● **Available records**:

// This Source Code Form is subject to the terms of the Mozilla Public
// License, v. 2.0. If a copy of the MPL was not distributed with this
// file, You can obtain one at https://mozilla.org/MPL/2.0/.

//! Undirected simple graph used as the 1-skeleton and as the derived
//! adjacency graph of connectivity queries.
//!
//! Nodes are addressed by caller identifiers (`N`) and stored in slot maps
//! with bidirectional adjacency, so node and edge removal keep every other
//! handle valid. Graph algorithms (connected components, BFS distances,
//! diameter) run on a dense index snapshot built on demand.

use std::collections::VecDeque;

use nalgebra_sparse::CsrMatrix;
use rustc_hash::FxHashMap;
use slotmap::SlotMap;

use crate::attributes::Attributes;
use crate::keys::{EdgeKey, NodeId, NodeKey};

/// A node of the graph.
#[derive(Debug, Clone)]
pub struct GraphNode<N> {
    /// The caller's identifier for this node.
    pub id: N,
    /// Node metadata.
    pub attributes: Attributes,
    /// Neighbor → connecting edge.
    adjacency: FxHashMap<NodeKey, EdgeKey>,
}

/// An undirected edge of the graph.
#[derive(Debug, Clone)]
pub struct GraphEdge {
    pub source: NodeKey,
    pub target: NodeKey,
    /// Edge metadata.
    pub attributes: Attributes,
}

/// An undirected graph without self-loops or parallel edges.
///
/// # Example
///
/// ```
/// use cellplex::Graph;
///
/// let mut g = Graph::new();
/// g.add_edge(1, 2);
/// g.add_edge(2, 3);
///
/// assert_eq!(g.node_count(), 3);
/// assert_eq!(g.shortest_path_length(&1, &3), Some(2));
/// ```
#[derive(Debug, Clone)]
pub struct Graph<N> {
    nodes: SlotMap<NodeKey, GraphNode<N>>,
    edges: SlotMap<EdgeKey, GraphEdge>,
    key_to_node: FxHashMap<N, NodeKey>,
}

impl<N: NodeId> Graph<N> {
    /// Creates an empty graph.
    pub fn new() -> Self {
        Self {
            nodes: SlotMap::with_key(),
            edges: SlotMap::with_key(),
            key_to_node: FxHashMap::default(),
        }
    }

    /// Builds a graph from a square adjacency matrix.
    ///
    /// Row/column `i` becomes node `labels[i]`; every nonzero off-diagonal
    /// entry becomes an edge. Labels beyond the matrix size are ignored.
    pub fn from_sparse_adjacency(matrix: &CsrMatrix<f64>, labels: &[N]) -> Self {
        let mut graph = Self::new();
        let n = matrix.nrows().min(labels.len());
        let keys: Vec<NodeKey> = labels[..n]
            .iter()
            .map(|id| graph.add_node(id.clone(), Attributes::default()))
            .collect();

        for (row, col, &value) in matrix.triplet_iter() {
            if row < col && col < n && value != 0.0 {
                graph.link(keys[row], keys[col], Attributes::default());
            }
        }
        graph
    }

    // =========================================================================
    // Graph mutation
    // =========================================================================

    /// Adds a node, or merges `attributes` into an existing one.
    pub fn add_node(&mut self, id: N, attributes: Attributes) -> NodeKey {
        if let Some(&key) = self.key_to_node.get(&id) {
            self.nodes[key].attributes.extend(attributes);
            return key;
        }
        let key = self.nodes.insert(GraphNode {
            id: id.clone(),
            attributes,
            adjacency: FxHashMap::default(),
        });
        self.key_to_node.insert(id, key);
        key
    }

    /// Adds an undirected edge, creating missing endpoints.
    ///
    /// Adding an existing edge merges `attributes` into it. Returns `None`
    /// for a self-loop.
    pub fn add_edge_with(&mut self, u: N, v: N, attributes: Attributes) -> Option<EdgeKey> {
        if u == v {
            return None;
        }
        let a = self.add_node(u, Attributes::default());
        let b = self.add_node(v, Attributes::default());
        Some(self.link(a, b, attributes))
    }

    /// Adds an undirected edge without metadata.
    pub fn add_edge(&mut self, u: N, v: N) -> Option<EdgeKey> {
        self.add_edge_with(u, v, Attributes::default())
    }

    fn link(&mut self, a: NodeKey, b: NodeKey, attributes: Attributes) -> EdgeKey {
        if let Some(&existing) = self.nodes[a].adjacency.get(&b) {
            self.edges[existing].attributes.extend(attributes);
            return existing;
        }
        let key = self.edges.insert(GraphEdge {
            source: a,
            target: b,
            attributes,
        });
        self.nodes[a].adjacency.insert(b, key);
        self.nodes[b].adjacency.insert(a, key);
        key
    }

    /// Removes a node and its incident edges. Returns `false` if absent.
    pub fn remove_node(&mut self, id: &N) -> bool {
        let Some(key) = self.key_to_node.remove(id) else {
            return false;
        };
        if let Some(node) = self.nodes.remove(key) {
            for (neighbor, edge) in node.adjacency {
                self.edges.remove(edge);
                if let Some(other) = self.nodes.get_mut(neighbor) {
                    other.adjacency.remove(&key);
                }
            }
        }
        true
    }

    /// Removes the edge between `u` and `v`. Returns `false` if absent.
    pub fn remove_edge(&mut self, u: &N, v: &N) -> bool {
        let (Some(&a), Some(&b)) = (self.key_to_node.get(u), self.key_to_node.get(v)) else {
            return false;
        };
        let Some(edge) = self.nodes[a].adjacency.remove(&b) else {
            return false;
        };
        self.nodes[b].adjacency.remove(&a);
        self.edges.remove(edge);
        true
    }

    // =========================================================================
    // Graph accessors
    // =========================================================================

    /// Returns the number of nodes.
    pub fn node_count(&self) -> usize {
        self.nodes.len()
    }

    /// Returns the number of edges.
    pub fn edge_count(&self) -> usize {
        self.edges.len()
    }

    /// Returns `true` if the node exists.
    pub fn contains_node(&self, id: &N) -> bool {
        self.key_to_node.contains_key(id)
    }

    /// Returns `true` if `u` and `v` are joined by an edge.
    pub fn has_edge(&self, u: &N, v: &N) -> bool {
        self.edge_key(u, v).is_some()
    }

    fn edge_key(&self, u: &N, v: &N) -> Option<EdgeKey> {
        let a = self.key_to_node.get(u)?;
        let b = self.key_to_node.get(v)?;
        self.nodes[*a].adjacency.get(b).copied()
    }

    /// Returns a node by identifier.
    pub fn node(&self, id: &N) -> Option<&GraphNode<N>> {
        self.key_to_node.get(id).map(|&k| &self.nodes[k])
    }

    /// Returns a mutable node by identifier.
    pub fn node_mut(&mut self, id: &N) -> Option<&mut GraphNode<N>> {
        let key = *self.key_to_node.get(id)?;
        self.nodes.get_mut(key)
    }

    /// Returns the attributes of the edge between `u` and `v`.
    pub fn edge_attributes(&self, u: &N, v: &N) -> Option<&Attributes> {
        self.edge_key(u, v).map(|k| &self.edges[k].attributes)
    }

    /// Returns the mutable attributes of the edge between `u` and `v`.
    pub fn edge_attributes_mut(&mut self, u: &N, v: &N) -> Option<&mut Attributes> {
        let key = self.edge_key(u, v)?;
        self.edges.get_mut(key).map(|e| &mut e.attributes)
    }

    /// Iterates over node identifiers (storage order).
    pub fn nodes(&self) -> impl Iterator<Item = &N> + '_ {
        self.nodes.values().map(|n| &n.id)
    }

    /// Iterates over edges as endpoint pairs (storage order).
    pub fn edges(&self) -> impl Iterator<Item = (&N, &N)> + '_ {
        self.edges
            .values()
            .map(|e| (&self.nodes[e.source].id, &self.nodes[e.target].id))
    }

    /// Returns the neighbors of a node.
    pub fn neighbors(&self, id: &N) -> Option<Vec<&N>> {
        let node = self.node(id)?;
        Some(node.adjacency.keys().map(|&k| &self.nodes[k].id).collect())
    }

    /// Returns the degree (number of incident edges) of a node.
    pub fn degree(&self, id: &N) -> Option<usize> {
        self.node(id).map(|n| n.adjacency.len())
    }

    /// Returns isolated nodes (degree 0).
    pub fn isolated_nodes(&self) -> Vec<&N> {
        self.nodes
            .values()
            .filter(|n| n.adjacency.is_empty())
            .map(|n| &n.id)
            .collect()
    }

    /// Returns the subgraph induced by `ids`, attributes included.
    ///
    /// Identifiers that are not in the graph are ignored.
    pub fn subgraph<'a>(&self, ids: impl IntoIterator<Item = &'a N>) -> Self
    where
        N: 'a,
    {
        let mut sub = Self::new();
        for id in ids {
            if let Some(node) = self.node(id) {
                sub.add_node(id.clone(), node.attributes.clone());
            }
        }
        for edge in self.edges.values() {
            let (u, v) = (&self.nodes[edge.source].id, &self.nodes[edge.target].id);
            if sub.contains_node(u) && sub.contains_node(v) {
                sub.add_edge_with(u.clone(), v.clone(), edge.attributes.clone());
            }
        }
        sub
    }

    // =========================================================================
    // Connected components and distances
    // =========================================================================

    /// Returns connected components as lists of node identifiers.
    pub fn connected_components(&self) -> Vec<Vec<N>> {
        let dense = self.dense();
        let n = dense.ids.len();
        let mut visited = vec![false; n];
        let mut components = Vec::new();

        for start in 0..n {
            if visited[start] {
                continue;
            }

            let mut component = Vec::new();
            let mut queue = VecDeque::new();
            visited[start] = true;
            queue.push_back(start);

            while let Some(node) = queue.pop_front() {
                component.push(dense.ids[node].clone());
                for &neighbor in &dense.adjacency[node] {
                    if !visited[neighbor] {
                        visited[neighbor] = true;
                        queue.push_back(neighbor);
                    }
                }
            }

            components.push(component);
        }

        components
    }

    /// Checks if the graph is connected. The empty graph is not.
    pub fn is_connected(&self) -> bool {
        self.node_count() > 0 && self.connected_components().len() == 1
    }

    /// BFS hop count between two nodes, or `None` if unreachable or absent.
    pub fn shortest_path_length(&self, source: &N, target: &N) -> Option<usize> {
        let dense = self.dense();
        let s = dense.index_of(source)?;
        let t = dense.index_of(target)?;
        let dist = dense.bfs_distances(s)[t];
        (dist != usize::MAX).then_some(dist)
    }

    /// BFS shortest path (hop count), endpoints included.
    pub fn shortest_path(&self, source: &N, target: &N) -> Option<Vec<N>> {
        let dense = self.dense();
        let s = dense.index_of(source)?;
        let t = dense.index_of(target)?;
        let n = dense.ids.len();
        let mut visited = vec![false; n];
        let mut prev = vec![None; n];
        let mut queue = VecDeque::new();

        visited[s] = true;
        queue.push_back(s);

        while let Some(node) = queue.pop_front() {
            if node == t {
                break;
            }
            for &neighbor in &dense.adjacency[node] {
                if !visited[neighbor] {
                    visited[neighbor] = true;
                    prev[neighbor] = Some(node);
                    queue.push_back(neighbor);
                }
            }
        }

        if !visited[t] {
            return None;
        }

        let mut path = Vec::new();
        let mut current = t;
        while let Some(p) = prev[current] {
            path.push(dense.ids[current].clone());
            current = p;
        }
        path.push(dense.ids[s].clone());
        path.reverse();
        Some(path)
    }

    /// Returns the diameter (longest shortest path between any two nodes).
    ///
    /// Uses BFS from every node. Returns `None` if the graph is empty or
    /// not connected.
    pub fn diameter(&self) -> Option<usize> {
        if !self.is_connected() {
            return None;
        }

        let dense = self.dense();
        let mut max_dist = 0;
        for start in 0..dense.ids.len() {
            for &d in &dense.bfs_distances(start) {
                if d != usize::MAX && d > max_dist {
                    max_dist = d;
                }
            }
        }

        Some(max_dist)
    }

    /// Snapshot of the adjacency as dense indices for the BFS-based algorithms.
    fn dense(&self) -> DenseAdjacency<N> {
        let mut index: FxHashMap<NodeKey, usize> = FxHashMap::default();
        let mut ids = Vec::with_capacity(self.nodes.len());
        for (i, (key, node)) in self.nodes.iter().enumerate() {
            index.insert(key, i);
            ids.push(node.id.clone());
        }
        let adjacency = self
            .nodes
            .values()
            .map(|node| node.adjacency.keys().map(|k| index[k]).collect())
            .collect();
        DenseAdjacency { ids, adjacency }
    }
}

impl<N: NodeId> Default for Graph<N> {
    fn default() -> Self {
        Self::new()
    }
}

/// Index-based adjacency lists.
struct DenseAdjacency<N> {
    ids: Vec<N>,
    adjacency: Vec<Vec<usize>>,
}

impl<N: NodeId> DenseAdjacency<N> {
    fn index_of(&self, id: &N) -> Option<usize> {
        self.ids.iter().position(|x| x == id)
    }

    /// BFS distance from a source to all other nodes.
    fn bfs_distances(&self, source: usize) -> Vec<usize> {
        let mut dist = vec![usize::MAX; self.ids.len()];
        let mut queue = VecDeque::new();

        dist[source] = 0;
        queue.push_back(source);

        while let Some(node) = queue.pop_front() {
            for &neighbor in &self.adjacency[node] {
                if dist[neighbor] == usize::MAX {
                    dist[neighbor] = dist[node] + 1;
                    queue.push_back(neighbor);
                }
            }
        }

        dist
    }
}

● **Description of the task**:
Looking over the records, find each line with the word "metadata" and copy it.

● **Result of the exercise**:
    /// Node metadata.
    /// Edge metadata.
    /// Adds an undirected edge without metadata.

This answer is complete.